3.4.2. アップグレードスクリプトのインストール

この手順では、コントローラー以外の各ノードにスクリプトをインストールします。このスクリプトにより、メジャーバージョンパッケージのアップグレードおよび設定が実行されます。それぞれのスクリプトはノードのタイプによって異なります。たとえば、コンピュートノードは、Ceph Storage ノードに異なるアップグレードスクリプトを受け取ります。

この初期化ステップでは、すべてのオーバークラウドノードで有効なリポジトリーも更新します。つまり、古いリポジトリーを無効にし、新しいリポジトリーを手動で有効にする必要はありません。

アンダークラウドから openstack overcloud deploy を実行し、major-upgrade-pacemaker-init.yaml 環境ファイルを含めます。ネットワーク分離やストレージなど、環境に関連する全カスタム環境ファイルも追加するようにしてください。

以下は、追加したファイルが含まれる openstack overcloud deploy コマンドの例です。以下に例を示します。

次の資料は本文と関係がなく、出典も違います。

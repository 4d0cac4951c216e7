//! Multi-file translation: one pipeline request per SCC, dependencies first,
//! independent SCCs in parallel on a bounded worker pool.

use std::collections::{BTreeSet, VecDeque};
use std::sync::{Arc, LazyLock};

use regex::Regex;
use serde::Serialize;
use tokio::sync::Semaphore;
use tokio::task::JoinSet;
use tokio_util::sync::CancellationToken;
use tracing::{debug, error, info, warn};

use transpile_core::feedback::Workspace;
use transpile_core::ordering::{DependencyOrder, Scc, SccStatus, Schedule};
use transpile_core::project::{ProjectScan, UnitKind};

use crate::errors::PipelineError;
use crate::pipeline::{PipelineResult, TranslationPipeline, TranslationRequest};

/// Upstream SCCs reachable within this many hops feed the dependency context.
const CONTEXT_MAX_HOPS: usize = 2;
const CONTEXT_MAX_ENTRIES: usize = 12;

static RUST_SIGNATURE_RE: LazyLock<Regex> = LazyLock::new(|| {
    Regex::new(r"^\s*(?:pub(?:\([^)]*\))?\s+)?(?:unsafe\s+)?(?:fn|struct|enum|trait|type|const|static|impl)\b").unwrap()
});

/// Item headers of translated code, e.g. `pub fn area(s: &Square) -> i64`.
pub fn rust_signatures(code: &str) -> Vec<String> {
    let mut seen = BTreeSet::new();
    code.lines()
        .filter(|l| RUST_SIGNATURE_RE.is_match(l))
        .map(|l| l.trim().trim_end_matches('{').trim_end().to_string())
        .filter(|l| seen.insert(l.clone()))
        .collect()
}

#[derive(Debug, Clone, Serialize)]
pub struct SccReport {
    pub id: usize,
    pub label: String,
    pub status: SccStatus,
    #[serde(skip_serializing_if = "Option::is_none")]
    pub result: Option<PipelineResult>,
    #[serde(skip_serializing_if = "Option::is_none")]
    pub error: Option<String>,
}

#[derive(Debug, Clone, Serialize)]
pub struct ProjectReport {
    pub sccs: Vec<SccReport>,
    pub cancelled: bool,
}

impl ProjectReport {
    pub fn succeeded(&self) -> usize {
        self.sccs
            .iter()
            .filter(|s| s.result.as_ref().is_some_and(|r| r.success))
            .count()
    }

    pub fn results(&self) -> impl Iterator<Item = &PipelineResult> {
        self.sccs.iter().filter_map(|s| s.result.as_ref())
    }

    /// SCC sections concatenated in processing order, as one source file.
    pub fn artifact(&self) -> String {
        let mut workspace = Workspace::new();
        for scc in &self.sccs {
            let prefix = format!("SCC {}: {}", scc.id, scc.label);
            match (&scc.result, &scc.error) {
                (Some(result), _) => {
                    let note = if result.success { "" } else { " (does not compile)" };
                    workspace.push(format!("{prefix}{note}"), result.final_code.as_str());
                }
                (None, Some(err)) => workspace.push(format!("{prefix} (not translated: {err})"), ""),
                (None, None) => workspace.push(format!("{prefix} ({:?})", scc.status), ""),
            }
        }
        workspace.render()
    }
}

pub struct ProjectRunner {
    pipeline: Arc<TranslationPipeline>,
    workers: usize,
    abort_on_fatal: bool,
}

impl ProjectRunner {
    pub fn new(pipeline: Arc<TranslationPipeline>, workers: usize, abort_on_fatal: bool) -> Self {
        Self {
            pipeline,
            workers: workers.max(1),
            abort_on_fatal,
        }
    }

    fn request_for(
        &self,
        scan: &ProjectScan,
        order: &DependencyOrder,
        scc: &Scc,
        results: &[Option<PipelineResult>],
    ) -> TranslationRequest {
        let units: Vec<_> = scc.units.iter().filter_map(|n| scan.unit(n)).collect();
        let source = units
            .iter()
            .map(|u| u.source.trim())
            .collect::<Vec<_>>()
            .join("\n\n");
        let hints = units.iter().flat_map(|u| u.hints.iter().cloned()).collect();
        let type_names = units
            .iter()
            .filter(|u| u.kind != UnitKind::Function)
            .map(|u| u.name.clone())
            .collect();

        let label = format!("SCC {}: {}", scc.id, scc.label());
        TranslationRequest {
            declaration_context: Some(format!("kind: scc, name: {label}")),
            dependency_context: dependency_context(order, scc.id, results),
            workspace: workspace_for(order, scc.id, results),
            label,
            source,
            type_names,
            hints: Some(hints),
            summary: None,
        }
    }

    pub async fn run(&self, scan: &ProjectScan) -> ProjectReport {
        let order = scan.order();
        let mut schedule = Schedule::new(order.clone());
        let semaphore = Arc::new(Semaphore::new(self.workers));
        let cancel = CancellationToken::new();
        let mut tasks: JoinSet<(usize, Result<PipelineResult, PipelineError>)> = JoinSet::new();
        let mut results: Vec<Option<PipelineResult>> = vec![None; order.len()];
        let mut errors: Vec<Option<String>> = vec![None; order.len()];

        info!(units = scan.units.len(), sccs = order.len(), workers = self.workers, "Project run starting");

        loop {
            if !cancel.is_cancelled() {
                for id in schedule.ready() {
                    schedule.start(id);
                    let request = self.request_for(scan, &order, &order.sccs[id], &results);
                    let pipeline = Arc::clone(&self.pipeline);
                    let semaphore = Arc::clone(&semaphore);
                    let token = cancel.clone();
                    tasks.spawn(async move {
                        let work = async {
                            let _permit = semaphore
                                .acquire_owned()
                                .await
                                .map_err(|e| PipelineError::Internal(e.into()))?;
                            pipeline.translate(&request).await
                        };
                        let result = tokio::select! {
                            _ = token.cancelled() => Err(PipelineError::Cancelled("run aborted".into())),
                            r = work => r,
                        };
                        (id, result)
                    });
                }
            }

            let Some(joined) = tasks.join_next().await else {
                break;
            };
            match joined {
                Ok((id, Ok(result))) => {
                    info!(scc = id, success = result.success, attempts = result.attempts.len(), "SCC translated");
                    // an exhausted SCC still yields code; dependents go ahead with it
                    schedule.complete(id);
                    results[id] = Some(result);
                }
                Ok((id, Err(e))) => {
                    let blocked = schedule.fail(id);
                    warn!(scc = id, error = %e, blocked = blocked.len(), "SCC failed");
                    if self.abort_on_fatal && !matches!(e, PipelineError::Cancelled(_)) {
                        warn!("Aborting project run");
                        cancel.cancel();
                    }
                    errors[id] = Some(e.to_string());
                }
                Err(e) => error!(error = %e, "Translation task panicked"),
            }
        }

        // panicked tasks leave their SCC running
        for id in schedule.with_status(SccStatus::Running) {
            schedule.fail(id);
            errors[id].get_or_insert_with(|| "task panicked".to_string());
        }

        let sccs = order
            .sccs
            .iter()
            .map(|scc| SccReport {
                id: scc.id,
                label: scc.label(),
                status: schedule.status(scc.id).unwrap_or(SccStatus::Pending),
                result: results[scc.id].take(),
                error: errors[scc.id].take(),
            })
            .collect();

        ProjectReport {
            sccs,
            cancelled: cancel.is_cancelled(),
        }
    }
}

/// Final code of every compiling upstream SCC, transitively, in processing
/// order. Dependents of an exhausted SCC see its signatures in the prompt
/// but are verified without it.
fn workspace_for(
    order: &DependencyOrder,
    id: usize,
    results: &[Option<PipelineResult>],
) -> Workspace {
    let mut upstream = BTreeSet::new();
    let mut stack: Vec<usize> = order.sccs[id].depends_on.clone();
    while let Some(dep) = stack.pop() {
        if upstream.insert(dep) {
            stack.extend(order.sccs[dep].depends_on.iter().copied());
        }
    }

    let mut workspace = Workspace::new();
    for dep in upstream {
        match &results[dep] {
            Some(result) if result.success => workspace.push(
                format!("SCC {}: {}", dep, order.sccs[dep].label()),
                result.final_code.as_str(),
            ),
            Some(_) => {
                debug!(scc = id, upstream = dep, "Upstream does not compile; left out of workspace")
            }
            None => {}
        }
    }
    workspace
}

/// Summaries and item signatures of translated upstream SCCs, nearest first.
fn dependency_context(
    order: &DependencyOrder,
    id: usize,
    results: &[Option<PipelineResult>],
) -> Option<String> {
    let mut lines = vec!["Known dependencies:".to_string()];
    let mut seen = BTreeSet::from([id]);
    let mut queue: VecDeque<(usize, usize)> =
        order.sccs[id].depends_on.iter().map(|&d| (d, 1)).collect();
    let mut entries = 0;

    while let Some((dep, hop)) = queue.pop_front() {
        if entries >= CONTEXT_MAX_ENTRIES {
            break;
        }
        if hop > CONTEXT_MAX_HOPS || !seen.insert(dep) {
            continue;
        }
        if let Some(result) = &results[dep] {
            lines.push(format!(
                "SCC {}: {} | function: {}",
                dep,
                order.sccs[dep].label(),
                result.artifacts.summary.functional_description
            ));
            for signature in rust_signatures(&result.final_code) {
                lines.push(format!("- {signature}"));
                entries += 1;
                if entries >= CONTEXT_MAX_ENTRIES {
                    break;
                }
            }
        }
        queue.extend(order.sccs[dep].depends_on.iter().map(|&d| (d, hop + 1)));
    }

    (lines.len() > 1).then(|| lines.join("\n"))
}
//! First-draft generation and compiler-guided repair.

use tracing::{debug, warn};
use transpile_core::feedback::{extract_candidate, MalformedOutput};

use crate::errors::PipelineError;
use crate::model::RetryingModel;
use crate::prompts::{generate_request, refine_request, GenerateInputs, RefineInputs};

/// A model reply and the program extracted from it.
#[derive(Debug, Clone)]
pub struct Candidate {
    pub raw: String,
    pub code: Result<String, MalformedOutput>,
}

impl Candidate {
    fn from_reply(raw: String) -> Self {
        let code = extract_candidate(&raw);
        if let Err(reason) = &code {
            warn!(%reason, chars = raw.len(), "Model reply held no usable code");
        }
        Self { raw, code }
    }

    /// Extracted code, or the raw reply when nothing usable was found.
    pub fn text(&self) -> &str {
        match &self.code {
            Ok(code) => code,
            Err(_) => &self.raw,
        }
    }
}

pub struct Generator {
    model: RetryingModel,
}

impl Generator {
    pub fn new(model: RetryingModel) -> Self {
        Self { model }
    }

    pub async fn generate(&self, inputs: &GenerateInputs<'_>) -> Result<Candidate, PipelineError> {
        let reply = self.model.call(&generate_request(inputs)).await?;
        debug!(chars = reply.len(), "Draft received");
        Ok(Candidate::from_reply(reply))
    }

    /// Ask for a repaired program given the previous attempt's diagnostics.
    pub async fn refine(&self, inputs: &RefineInputs<'_>) -> Result<Candidate, PipelineError> {
        let reply = self.model.call(&refine_request(inputs)).await?;
        debug!(chars = reply.len(), "Repair received");
        Ok(Candidate::from_reply(reply))
    }
}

$ openstack overcloud deploy --templates \
  --control-scale 3 \
  --compute-scale 3 \
  -e /usr/share/openstack-tripleo-heat-templates/environments/network-isolation.yaml \
  -e /usr/share/openstack-tripleo-heat-templates/environments/net-single-nic-with-vlans.yaml  \
  -e /home/stack/templates/network_env.yaml \
  -e /usr/share/openstack-tripleo-heat-templates/environments/major-upgrade-pacemaker-init.yaml

新しい環境ファイルの設定でオーバークラウドが更新されるまで待ちます。

3.4.3. オブジェクトストレージノードのアップグレード

director は upgrade-non-controller.sh コマンドを使用して、major-upgrade-pacemaker-init.yaml 環境ファイルからコントローラー以外の各ノードに渡されるアップグレードスクリプトを実行します。この手順では、以下のコマンドで各オブジェクトストレージノードをアップグレードします。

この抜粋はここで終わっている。